Line by line, return the data exactly as shown.

(Dataset entries)
---------------
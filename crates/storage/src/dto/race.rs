use serde::{Deserialize, Serialize};
use utoipa::ToSchema;
use validator::Validate;

use crate::models::{Discipline, Race, SplitTimes};
use crate::services::timing::{self, SplitPhase};

/// Request payload recording one split timestamp
#[derive(Debug, Clone, Serialize, Deserialize, ToSchema)]
pub struct RecordSplitRequest {
    pub phase: SplitPhase,
    pub timestamp_ms: i64,
}

/// Request payload recording one shooting bout (hits out of 5)
#[derive(Debug, Clone, Serialize, Deserialize, Validate, ToSchema)]
pub struct RecordShootingRequest {
    #[validate(range(min = 1, max = 4, message = "Range must be between 1 and 4"))]
    pub range: i64,

    #[validate(range(min = 0, max = 5, message = "Hits must be between 0 and 5"))]
    pub hits: i64,
}

/// Request payload attaching a duel (or a solo participant) to an event
#[derive(Debug, Clone, Serialize, Deserialize, ToSchema)]
pub struct AddDuelRequest {
    pub competitor_id: i64,
    pub opponent_id: Option<i64>,
}

/// Race record with its derived timing quantities
#[derive(Debug, Clone, Serialize, ToSchema)]
pub struct RaceResponse {
    pub race_id: i64,
    pub event_id: i64,
    pub competitor_id: i64,
    pub opponent_id: Option<i64>,
    pub discipline: Discipline,
    pub team_id: Option<i64>,
    pub passage_number: Option<i64>,
    pub splits: SplitTimes,
    pub shooting1_errors: i64,
    pub shooting2_errors: i64,
    pub shooting3_errors: Option<i64>,
    pub shooting4_errors: Option<i64>,
    pub total_time_ms: Option<i64>,
    pub display_time: Option<String>,
    pub ski_time_ms: Option<i64>,
    pub shooting_time_ms: Option<i64>,
    pub penalty_count: i64,
    pub rank: Option<i64>,
    pub points: Option<i64>,
    pub start_offset_ms: Option<i64>,
}

impl From<Race> for RaceResponse {
    fn from(race: Race) -> Self {
        let ski_time_ms = timing::ski_time(&race.splits, race.discipline);
        let shooting_time_ms = timing::shooting_time(&race.splits);
        let display_time = race.total_time_ms.map(timing::format_duration);
        Self {
            race_id: race.race_id,
            event_id: race.event_id,
            competitor_id: race.competitor_id,
            opponent_id: race.opponent_id,
            discipline: race.discipline,
            team_id: race.team_id,
            passage_number: race.passage_number,
            splits: race.splits,
            shooting1_errors: race.shooting1_errors,
            shooting2_errors: race.shooting2_errors,
            shooting3_errors: race.shooting3_errors,
            shooting4_errors: race.shooting4_errors,
            total_time_ms: race.total_time_ms,
            display_time,
            ski_time_ms,
            shooting_time_ms,
            penalty_count: race.penalty_count,
            rank: race.rank,
            points: race.points,
            start_offset_ms: race.start_offset_ms,
        }
    }
}
use anyhow::{Context, Result};

#[derive(Debug, Clone)]
pub struct Config {
    pub host: String,
    pub port: u16,
    pub database_url: String,
    pub api_keys: String,
}

impl Config {
    /// Loads the configuration from the environment. The server is a
    /// local-first tool, so every variable has a workable default.
    pub fn from_env() -> Result<Self> {
        Ok(Self {
            host: std::env::var("HOST").unwrap_or_else(|_| "127.0.0.1".to_string()),
            port: std::env::var("PORT")
                .unwrap_or_else(|_| "8080".to_string())
                .parse()
                .context("PORT must be a number")?,
            database_url: std::env::var("DATABASE_URL")
                .unwrap_or_else(|_| "sqlite://openbiathlon.db".to_string()),
            api_keys: std::env::var("API_KEYS").unwrap_or_default(),
        })
    }
}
---------------
> RESULT OF THIS TASK
filename crates/storage/src/dto/race.rs
use serde::{Deserialize, Serialize};
use utoipa::ToSchema;
use validator::Validate;

use crate::models::{Discipline, Race, SplitTimes};
use crate::services::timing::{self, SplitPhase};

/// Request payload recording one split timestamp
#[derive(Debug, Clone, Serialize, Deserialize, ToSchema)]
pub struct RecordSplitRequest {
    pub phase: SplitPhase,
    pub timestamp_ms: i64,
}

/// Request payload recording one shooting bout (hits out of 5)
#[derive(Debug, Clone, Serialize, Deserialize, Validate, ToSchema)]
pub struct RecordShootingRequest {
    #[validate(range(min = 1, max = 4, message = "Range must be between 1 and 4"))]
    pub range: i64,

    #[validate(range(min = 0, max = 5, message = "Hits must be between 0 and 5"))]
    pub hits: i64,
}

/// Request payload attaching a duel (or a solo participant) to an event
#[derive(Debug, Clone, Serialize, Deserialize, ToSchema)]
pub struct AddDuelRequest {
    pub competitor_id: i64,
    pub opponent_id: Option<i64>,
}

/// Race record with its derived timing quantities
#[derive(Debug, Clone, Serialize, ToSchema)]
pub struct RaceResponse {
    pub race_id: i64,
    pub event_id: i64,
    pub competitor_id: i64,
    pub opponent_id: Option<i64>,
    pub discipline: Discipline,
    pub team_id: Option<i64>,
    pub passage_number: Option<i64>,
    pub splits: SplitTimes,
    pub shooting1_errors: i64,
    pub shooting2_errors: i64,
    pub shooting3_errors: Option<i64>,
    pub shooting4_errors: Option<i64>,
    pub total_time_ms: Option<i64>,
    pub display_time: Option<String>,
    pub ski_time_ms: Option<i64>,
    pub shooting_time_ms: Option<i64>,
    pub penalty_count: i64,
    pub rank: Option<i64>,
    pub points: Option<i64>,
    pub start_offset_ms: Option<i64>,
}

impl From<Race> for RaceResponse {
    fn from(race: Race) -> Self {
        let ski_time_ms = timing::ski_time(&race.splits, race.discipline);
        let shooting_time_ms = timing::shooting_time(&race.splits);
        let display_time = race.total_time_ms.map(timing::format_duration);
        Self {
            race_id: race.race_id,
            event_id: race.event_id,
            competitor_id: race.competitor_id,
            opponent_id: race.opponent_id,
            discipline: race.discipline,
            team_id: race.team_id,
            passage_number: race.passage_number,
            splits: race.splits,
            shooting1_errors: race.shooting1_errors,
            shooting2_errors: race.shooting2_errors,
            shooting3_errors: race.shooting3_errors,
            shooting4_errors: race.shooting4_errors,
            total_time_ms: race.total_time_ms,
            display_time,
            ski_time_ms,
            shooting_time_ms,
            penalty_count: race.penalty_count,
            rank: race.rank,
            points: race.points,
            start_offset_ms: race.start_offset_ms,
        }
    }
}
use anyhow::{Context, Result};

#[derive(Debug, Clone)]
pub struct Config {
    pub host: String,
    pub port: u16,
    pub database_url: String,
    pub api_keys: String,
}

impl Config {
    /// Loads the configuration from the environment. The server is a
    /// local-first tool, so every variable has a workable default.
    pub fn from_env() -> Result<Self> {
        Ok(Self {
            host: std::env::var("HOST").unwrap_or_else(|_| "127.0.0.1".to_string()),
            port: std::env::var("PORT")
                .unwrap_or_else(|_| "8080".to_string())
                .parse()
                .context("PORT must be a number")?,
            database_url: std::env::var("DATABASE_URL")
                .unwrap_or_else(|_| "sqlite://openbiathlon.db".to_string()),
            api_keys: std::env::var("API_KEYS").unwrap_or_default(),
        })
    }
}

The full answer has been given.